DATA TO USE:

################

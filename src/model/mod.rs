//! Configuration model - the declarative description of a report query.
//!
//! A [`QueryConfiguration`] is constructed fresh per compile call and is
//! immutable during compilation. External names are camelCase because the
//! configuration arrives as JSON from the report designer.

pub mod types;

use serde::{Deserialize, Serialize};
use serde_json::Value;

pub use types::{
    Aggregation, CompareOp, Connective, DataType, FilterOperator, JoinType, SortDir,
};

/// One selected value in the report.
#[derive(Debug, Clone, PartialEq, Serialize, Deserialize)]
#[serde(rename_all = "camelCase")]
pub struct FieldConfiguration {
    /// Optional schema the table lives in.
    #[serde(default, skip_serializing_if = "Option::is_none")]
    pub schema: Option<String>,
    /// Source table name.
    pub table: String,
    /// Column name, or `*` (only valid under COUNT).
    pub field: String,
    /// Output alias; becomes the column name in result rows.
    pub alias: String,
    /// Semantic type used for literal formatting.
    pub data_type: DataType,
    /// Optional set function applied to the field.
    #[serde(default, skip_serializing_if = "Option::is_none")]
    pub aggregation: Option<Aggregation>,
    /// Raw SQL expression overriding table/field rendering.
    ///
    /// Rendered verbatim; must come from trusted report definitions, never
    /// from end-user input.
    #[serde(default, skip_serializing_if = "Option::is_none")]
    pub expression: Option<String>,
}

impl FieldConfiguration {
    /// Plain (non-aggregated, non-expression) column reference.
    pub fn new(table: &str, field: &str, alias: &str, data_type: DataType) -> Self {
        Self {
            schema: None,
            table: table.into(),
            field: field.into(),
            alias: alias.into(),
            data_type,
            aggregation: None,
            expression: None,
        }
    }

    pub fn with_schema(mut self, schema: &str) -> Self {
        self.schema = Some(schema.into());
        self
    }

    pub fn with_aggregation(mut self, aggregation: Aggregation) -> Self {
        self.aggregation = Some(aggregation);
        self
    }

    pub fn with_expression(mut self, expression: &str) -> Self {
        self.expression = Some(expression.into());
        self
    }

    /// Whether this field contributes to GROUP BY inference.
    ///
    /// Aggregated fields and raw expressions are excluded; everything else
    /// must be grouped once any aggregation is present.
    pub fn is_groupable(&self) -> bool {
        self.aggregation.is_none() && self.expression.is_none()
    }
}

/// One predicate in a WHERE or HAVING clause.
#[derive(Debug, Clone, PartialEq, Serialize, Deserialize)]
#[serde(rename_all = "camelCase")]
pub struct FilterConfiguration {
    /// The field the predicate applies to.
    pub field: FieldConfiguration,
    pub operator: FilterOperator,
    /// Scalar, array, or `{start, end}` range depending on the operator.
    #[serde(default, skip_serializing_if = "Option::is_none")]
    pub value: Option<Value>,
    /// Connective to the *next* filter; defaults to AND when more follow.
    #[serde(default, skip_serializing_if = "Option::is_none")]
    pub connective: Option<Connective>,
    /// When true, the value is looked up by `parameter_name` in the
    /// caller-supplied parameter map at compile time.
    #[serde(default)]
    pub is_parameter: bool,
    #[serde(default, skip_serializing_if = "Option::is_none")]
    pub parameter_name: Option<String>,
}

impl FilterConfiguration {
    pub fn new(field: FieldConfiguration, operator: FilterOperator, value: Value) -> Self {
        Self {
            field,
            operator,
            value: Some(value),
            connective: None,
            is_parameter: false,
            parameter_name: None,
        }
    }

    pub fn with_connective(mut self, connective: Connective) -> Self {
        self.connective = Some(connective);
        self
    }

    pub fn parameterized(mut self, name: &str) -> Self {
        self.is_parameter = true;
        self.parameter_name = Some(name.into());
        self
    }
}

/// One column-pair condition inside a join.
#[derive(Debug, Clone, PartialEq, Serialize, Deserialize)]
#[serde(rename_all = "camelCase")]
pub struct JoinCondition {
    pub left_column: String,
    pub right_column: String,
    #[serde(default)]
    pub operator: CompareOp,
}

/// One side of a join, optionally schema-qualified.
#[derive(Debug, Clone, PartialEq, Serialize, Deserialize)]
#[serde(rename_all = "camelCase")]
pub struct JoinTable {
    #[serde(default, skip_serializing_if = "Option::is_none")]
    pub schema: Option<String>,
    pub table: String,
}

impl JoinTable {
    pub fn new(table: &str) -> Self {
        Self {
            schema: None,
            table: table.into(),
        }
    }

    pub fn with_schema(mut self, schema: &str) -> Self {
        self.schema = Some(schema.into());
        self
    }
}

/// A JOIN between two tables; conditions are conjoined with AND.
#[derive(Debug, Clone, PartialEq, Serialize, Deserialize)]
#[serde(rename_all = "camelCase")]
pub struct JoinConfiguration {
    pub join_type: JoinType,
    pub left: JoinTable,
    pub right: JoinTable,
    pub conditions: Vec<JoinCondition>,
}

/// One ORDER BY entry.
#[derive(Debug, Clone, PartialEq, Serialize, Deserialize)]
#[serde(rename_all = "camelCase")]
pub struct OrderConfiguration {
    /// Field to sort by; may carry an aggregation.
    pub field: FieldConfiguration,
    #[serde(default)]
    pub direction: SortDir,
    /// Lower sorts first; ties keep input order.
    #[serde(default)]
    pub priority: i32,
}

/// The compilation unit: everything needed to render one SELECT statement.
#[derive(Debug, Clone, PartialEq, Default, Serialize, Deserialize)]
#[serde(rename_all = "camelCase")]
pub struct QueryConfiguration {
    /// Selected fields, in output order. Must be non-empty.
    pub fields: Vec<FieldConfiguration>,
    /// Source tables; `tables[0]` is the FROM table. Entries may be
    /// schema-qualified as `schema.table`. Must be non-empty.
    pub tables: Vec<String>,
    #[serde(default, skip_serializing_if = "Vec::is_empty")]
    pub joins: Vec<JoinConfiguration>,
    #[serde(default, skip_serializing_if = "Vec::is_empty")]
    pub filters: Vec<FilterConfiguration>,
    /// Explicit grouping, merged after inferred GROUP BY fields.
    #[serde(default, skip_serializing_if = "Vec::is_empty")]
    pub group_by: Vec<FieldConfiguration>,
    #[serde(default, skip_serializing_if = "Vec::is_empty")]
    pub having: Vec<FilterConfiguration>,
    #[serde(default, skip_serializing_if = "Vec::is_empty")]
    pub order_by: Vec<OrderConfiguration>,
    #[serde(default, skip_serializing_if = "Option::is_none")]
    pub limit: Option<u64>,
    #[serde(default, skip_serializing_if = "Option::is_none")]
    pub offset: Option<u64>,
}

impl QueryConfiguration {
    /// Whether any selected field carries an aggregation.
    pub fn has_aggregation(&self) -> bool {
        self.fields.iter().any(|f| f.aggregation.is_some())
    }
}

################

YOUR TASK:
Give the listing again in full, with every line intact.

RESULT:
filename src/model/mod.rs
//! Configuration model - the declarative description of a report query.
//!
//! A [`QueryConfiguration`] is constructed fresh per compile call and is
//! immutable during compilation. External names are camelCase because the
//! configuration arrives as JSON from the report designer.

pub mod types;

use serde::{Deserialize, Serialize};
use serde_json::Value;

pub use types::{
    Aggregation, CompareOp, Connective, DataType, FilterOperator, JoinType, SortDir,
};

/// One selected value in the report.
#[derive(Debug, Clone, PartialEq, Serialize, Deserialize)]
#[serde(rename_all = "camelCase")]
pub struct FieldConfiguration {
    /// Optional schema the table lives in.
    #[serde(default, skip_serializing_if = "Option::is_none")]
    pub schema: Option<String>,
    /// Source table name.
    pub table: String,
    /// Column name, or `*` (only valid under COUNT).
    pub field: String,
    /// Output alias; becomes the column name in result rows.
    pub alias: String,
    /// Semantic type used for literal formatting.
    pub data_type: DataType,
    /// Optional set function applied to the field.
    #[serde(default, skip_serializing_if = "Option::is_none")]
    pub aggregation: Option<Aggregation>,
    /// Raw SQL expression overriding table/field rendering.
    ///
    /// Rendered verbatim; must come from trusted report definitions, never
    /// from end-user input.
    #[serde(default, skip_serializing_if = "Option::is_none")]
    pub expression: Option<String>,
}

impl FieldConfiguration {
    /// Plain (non-aggregated, non-expression) column reference.
    pub fn new(table: &str, field: &str, alias: &str, data_type: DataType) -> Self {
        Self {
            schema: None,
            table: table.into(),
            field: field.into(),
            alias: alias.into(),
            data_type,
            aggregation: None,
            expression: None,
        }
    }

    pub fn with_schema(mut self, schema: &str) -> Self {
        self.schema = Some(schema.into());
        self
    }

    pub fn with_aggregation(mut self, aggregation: Aggregation) -> Self {
        self.aggregation = Some(aggregation);
        self
    }

    pub fn with_expression(mut self, expression: &str) -> Self {
        self.expression = Some(expression.into());
        self
    }

    /// Whether this field contributes to GROUP BY inference.
    ///
    /// Aggregated fields and raw expressions are excluded; everything else
    /// must be grouped once any aggregation is present.
    pub fn is_groupable(&self) -> bool {
        self.aggregation.is_none() && self.expression.is_none()
    }
}

/// One predicate in a WHERE or HAVING clause.
#[derive(Debug, Clone, PartialEq, Serialize, Deserialize)]
#[serde(rename_all = "camelCase")]
pub struct FilterConfiguration {
    /// The field the predicate applies to.
    pub field: FieldConfiguration,
    pub operator: FilterOperator,
    /// Scalar, array, or `{start, end}` range depending on the operator.
    #[serde(default, skip_serializing_if = "Option::is_none")]
    pub value: Option<Value>,
    /// Connective to the *next* filter; defaults to AND when more follow.
    #[serde(default, skip_serializing_if = "Option::is_none")]
    pub connective: Option<Connective>,
    /// When true, the value is looked up by `parameter_name` in the
    /// caller-supplied parameter map at compile time.
    #[serde(default)]
    pub is_parameter: bool,
    #[serde(default, skip_serializing_if = "Option::is_none")]
    pub parameter_name: Option<String>,
}

impl FilterConfiguration {
    pub fn new(field: FieldConfiguration, operator: FilterOperator, value: Value) -> Self {
        Self {
            field,
            operator,
            value: Some(value),
            connective: None,
            is_parameter: false,
            parameter_name: None,
        }
    }

    pub fn with_connective(mut self, connective: Connective) -> Self {
        self.connective = Some(connective);
        self
    }

    pub fn parameterized(mut self, name: &str) -> Self {
        self.is_parameter = true;
        self.parameter_name = Some(name.into());
        self
    }
}

/// One column-pair condition inside a join.
#[derive(Debug, Clone, PartialEq, Serialize, Deserialize)]
#[serde(rename_all = "camelCase")]
pub struct JoinCondition {
    pub left_column: String,
    pub right_column: String,
    #[serde(default)]
    pub operator: CompareOp,
}

/// One side of a join, optionally schema-qualified.
#[derive(Debug, Clone, PartialEq, Serialize, Deserialize)]
#[serde(rename_all = "camelCase")]
pub struct JoinTable {
    #[serde(default, skip_serializing_if = "Option::is_none")]
    pub schema: Option<String>,
    pub table: String,
}

impl JoinTable {
    pub fn new(table: &str) -> Self {
        Self {
            schema: None,
            table: table.into(),
        }
    }

    pub fn with_schema(mut self, schema: &str) -> Self {
        self.schema = Some(schema.into());
        self
    }
}

/// A JOIN between two tables; conditions are conjoined with AND.
#[derive(Debug, Clone, PartialEq, Serialize, Deserialize)]
#[serde(rename_all = "camelCase")]
pub struct JoinConfiguration {
    pub join_type: JoinType,
    pub left: JoinTable,
    pub right: JoinTable,
    pub conditions: Vec<JoinCondition>,
}

/// One ORDER BY entry.
#[derive(Debug, Clone, PartialEq, Serialize, Deserialize)]
#[serde(rename_all = "camelCase")]
pub struct OrderConfiguration {
    /// Field to sort by; may carry an aggregation.
    pub field: FieldConfiguration,
    #[serde(default)]
    pub direction: SortDir,
    /// Lower sorts first; ties keep input order.
    #[serde(default)]
    pub priority: i32,
}

/// The compilation unit: everything needed to render one SELECT statement.
#[derive(Debug, Clone, PartialEq, Default, Serialize, Deserialize)]
#[serde(rename_all = "camelCase")]
pub struct QueryConfiguration {
    /// Selected fields, in output order. Must be non-empty.
    pub fields: Vec<FieldConfiguration>,
    /// Source tables; `tables[0]` is the FROM table. Entries may be
    /// schema-qualified as `schema.table`. Must be non-empty.
    pub tables: Vec<String>,
    #[serde(default, skip_serializing_if = "Vec::is_empty")]
    pub joins: Vec<JoinConfiguration>,
    #[serde(default, skip_serializing_if = "Vec::is_empty")]
    pub filters: Vec<FilterConfiguration>,
    /// Explicit grouping, merged after inferred GROUP BY fields.
    #[serde(default, skip_serializing_if = "Vec::is_empty")]
    pub group_by: Vec<FieldConfiguration>,
    #[serde(default, skip_serializing_if = "Vec::is_empty")]
    pub having: Vec<FilterConfiguration>,
    #[serde(default, skip_serializing_if = "Vec::is_empty")]
    pub order_by: Vec<OrderConfiguration>,
    #[serde(default, skip_serializing_if = "Option::is_none")]
    pub limit: Option<u64>,
    #[serde(default, skip_serializing_if = "Option::is_none")]
    pub offset: Option<u64>,
}

impl QueryConfiguration {
    /// Whether any selected field carries an aggregation.
    pub fn has_aggregation(&self) -> bool {
        self.fields.iter().any(|f| f.aggregation.is_some())
    }
}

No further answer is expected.